* _What you have to do_:
A single number is required: how many lines in the records below contain "Diagnostic".

+++

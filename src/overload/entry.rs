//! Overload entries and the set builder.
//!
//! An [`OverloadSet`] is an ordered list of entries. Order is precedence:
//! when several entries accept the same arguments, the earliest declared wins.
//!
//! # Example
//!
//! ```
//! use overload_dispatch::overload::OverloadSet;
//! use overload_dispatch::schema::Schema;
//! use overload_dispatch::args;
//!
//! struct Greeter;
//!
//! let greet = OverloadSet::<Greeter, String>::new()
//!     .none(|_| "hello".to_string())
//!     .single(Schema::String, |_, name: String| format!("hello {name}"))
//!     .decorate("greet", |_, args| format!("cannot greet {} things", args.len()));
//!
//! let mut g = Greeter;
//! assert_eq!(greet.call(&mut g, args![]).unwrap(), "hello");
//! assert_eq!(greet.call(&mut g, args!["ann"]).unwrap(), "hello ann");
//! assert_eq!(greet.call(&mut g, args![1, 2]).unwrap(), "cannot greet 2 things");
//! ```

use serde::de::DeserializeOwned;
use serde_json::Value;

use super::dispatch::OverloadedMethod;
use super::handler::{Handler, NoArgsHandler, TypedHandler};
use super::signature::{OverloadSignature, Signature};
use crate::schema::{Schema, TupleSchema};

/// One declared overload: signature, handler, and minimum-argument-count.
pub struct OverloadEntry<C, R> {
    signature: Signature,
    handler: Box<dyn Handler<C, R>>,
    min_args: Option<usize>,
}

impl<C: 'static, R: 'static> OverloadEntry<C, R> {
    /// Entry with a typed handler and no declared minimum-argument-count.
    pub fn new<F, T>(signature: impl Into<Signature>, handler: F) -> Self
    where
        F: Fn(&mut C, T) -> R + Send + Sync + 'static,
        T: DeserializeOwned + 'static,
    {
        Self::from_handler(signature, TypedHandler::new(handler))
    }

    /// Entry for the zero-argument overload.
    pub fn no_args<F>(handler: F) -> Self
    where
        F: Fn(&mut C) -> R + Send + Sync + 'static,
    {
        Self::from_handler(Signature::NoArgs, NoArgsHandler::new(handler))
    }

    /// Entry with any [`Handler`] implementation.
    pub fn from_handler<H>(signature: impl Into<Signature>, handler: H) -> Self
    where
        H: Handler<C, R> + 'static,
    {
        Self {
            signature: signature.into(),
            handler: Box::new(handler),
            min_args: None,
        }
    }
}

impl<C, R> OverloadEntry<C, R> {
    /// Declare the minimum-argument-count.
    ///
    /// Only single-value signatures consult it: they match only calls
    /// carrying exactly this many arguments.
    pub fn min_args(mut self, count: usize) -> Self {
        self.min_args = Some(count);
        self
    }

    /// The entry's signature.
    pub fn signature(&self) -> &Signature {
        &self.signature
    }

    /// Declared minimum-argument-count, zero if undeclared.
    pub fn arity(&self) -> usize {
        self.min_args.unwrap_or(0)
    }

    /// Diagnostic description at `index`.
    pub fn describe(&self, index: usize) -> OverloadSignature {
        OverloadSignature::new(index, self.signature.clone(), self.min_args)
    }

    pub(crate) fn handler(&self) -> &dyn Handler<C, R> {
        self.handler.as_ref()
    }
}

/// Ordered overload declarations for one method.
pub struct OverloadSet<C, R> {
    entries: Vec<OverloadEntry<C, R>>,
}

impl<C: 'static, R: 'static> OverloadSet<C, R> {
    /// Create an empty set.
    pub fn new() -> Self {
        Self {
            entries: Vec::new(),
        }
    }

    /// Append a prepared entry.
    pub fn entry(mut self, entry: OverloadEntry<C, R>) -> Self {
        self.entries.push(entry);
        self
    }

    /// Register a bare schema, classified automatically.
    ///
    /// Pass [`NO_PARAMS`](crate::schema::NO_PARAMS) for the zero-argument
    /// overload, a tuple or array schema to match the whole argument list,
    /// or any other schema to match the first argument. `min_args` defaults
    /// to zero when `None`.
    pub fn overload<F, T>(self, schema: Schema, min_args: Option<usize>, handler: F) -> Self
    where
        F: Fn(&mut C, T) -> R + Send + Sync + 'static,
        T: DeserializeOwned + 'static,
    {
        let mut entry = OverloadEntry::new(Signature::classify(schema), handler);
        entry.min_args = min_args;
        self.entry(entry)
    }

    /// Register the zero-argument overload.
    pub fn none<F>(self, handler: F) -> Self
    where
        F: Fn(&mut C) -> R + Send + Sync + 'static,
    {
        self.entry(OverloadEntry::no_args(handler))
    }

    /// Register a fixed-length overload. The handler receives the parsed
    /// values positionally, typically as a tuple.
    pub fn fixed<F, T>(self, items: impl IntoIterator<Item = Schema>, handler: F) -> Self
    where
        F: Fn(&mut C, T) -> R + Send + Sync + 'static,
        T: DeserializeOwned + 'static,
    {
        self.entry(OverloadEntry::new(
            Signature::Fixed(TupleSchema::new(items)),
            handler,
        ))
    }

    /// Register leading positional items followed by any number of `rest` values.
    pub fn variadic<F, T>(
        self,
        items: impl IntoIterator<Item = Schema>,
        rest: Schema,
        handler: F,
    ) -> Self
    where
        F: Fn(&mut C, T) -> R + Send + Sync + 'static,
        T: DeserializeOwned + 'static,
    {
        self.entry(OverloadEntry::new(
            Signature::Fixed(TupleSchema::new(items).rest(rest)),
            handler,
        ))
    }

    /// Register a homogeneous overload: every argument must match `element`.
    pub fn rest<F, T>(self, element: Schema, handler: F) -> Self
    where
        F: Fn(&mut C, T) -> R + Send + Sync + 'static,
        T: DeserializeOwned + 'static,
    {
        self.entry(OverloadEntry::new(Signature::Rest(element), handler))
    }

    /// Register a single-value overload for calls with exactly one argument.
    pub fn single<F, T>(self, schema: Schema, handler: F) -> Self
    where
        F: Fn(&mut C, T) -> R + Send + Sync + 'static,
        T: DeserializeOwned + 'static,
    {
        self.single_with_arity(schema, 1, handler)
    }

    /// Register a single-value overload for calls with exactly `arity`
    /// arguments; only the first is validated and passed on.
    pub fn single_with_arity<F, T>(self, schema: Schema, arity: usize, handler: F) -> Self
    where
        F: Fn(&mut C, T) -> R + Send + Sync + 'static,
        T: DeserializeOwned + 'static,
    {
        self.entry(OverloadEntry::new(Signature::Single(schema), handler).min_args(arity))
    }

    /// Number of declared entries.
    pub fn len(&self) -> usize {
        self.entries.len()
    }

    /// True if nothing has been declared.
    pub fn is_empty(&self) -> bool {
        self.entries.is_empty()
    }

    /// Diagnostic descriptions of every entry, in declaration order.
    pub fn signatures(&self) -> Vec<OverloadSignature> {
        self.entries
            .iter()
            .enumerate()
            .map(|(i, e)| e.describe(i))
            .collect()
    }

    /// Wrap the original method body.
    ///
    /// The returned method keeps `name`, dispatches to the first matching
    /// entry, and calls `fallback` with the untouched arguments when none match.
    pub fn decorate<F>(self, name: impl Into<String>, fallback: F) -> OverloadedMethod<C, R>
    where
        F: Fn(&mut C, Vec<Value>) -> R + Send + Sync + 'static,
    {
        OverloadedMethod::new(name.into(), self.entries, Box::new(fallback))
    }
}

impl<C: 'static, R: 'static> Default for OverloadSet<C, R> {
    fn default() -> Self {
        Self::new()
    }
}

+++

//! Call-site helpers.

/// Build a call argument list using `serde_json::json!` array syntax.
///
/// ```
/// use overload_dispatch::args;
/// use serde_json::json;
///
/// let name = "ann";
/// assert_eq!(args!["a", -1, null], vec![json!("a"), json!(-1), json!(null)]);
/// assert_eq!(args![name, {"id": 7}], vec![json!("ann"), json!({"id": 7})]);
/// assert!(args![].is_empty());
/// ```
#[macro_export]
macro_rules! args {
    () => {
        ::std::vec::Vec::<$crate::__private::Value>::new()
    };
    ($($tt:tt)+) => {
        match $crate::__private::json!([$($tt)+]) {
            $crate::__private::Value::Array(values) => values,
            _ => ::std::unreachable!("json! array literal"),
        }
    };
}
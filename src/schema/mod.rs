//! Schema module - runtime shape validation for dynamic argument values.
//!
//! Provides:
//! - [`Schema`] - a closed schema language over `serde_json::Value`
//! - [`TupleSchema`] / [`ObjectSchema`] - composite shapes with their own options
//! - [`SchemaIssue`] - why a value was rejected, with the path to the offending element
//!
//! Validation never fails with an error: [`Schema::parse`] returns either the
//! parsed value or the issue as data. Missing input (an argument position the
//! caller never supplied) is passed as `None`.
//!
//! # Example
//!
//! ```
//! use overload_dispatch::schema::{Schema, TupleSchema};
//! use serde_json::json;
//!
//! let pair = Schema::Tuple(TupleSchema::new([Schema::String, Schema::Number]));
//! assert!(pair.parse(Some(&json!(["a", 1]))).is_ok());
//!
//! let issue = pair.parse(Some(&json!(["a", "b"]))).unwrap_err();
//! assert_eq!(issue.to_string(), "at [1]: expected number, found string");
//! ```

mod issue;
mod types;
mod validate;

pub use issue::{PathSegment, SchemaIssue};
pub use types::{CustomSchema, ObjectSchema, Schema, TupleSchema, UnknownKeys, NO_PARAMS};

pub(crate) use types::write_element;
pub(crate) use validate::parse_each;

+++

* _Exercise response_:
2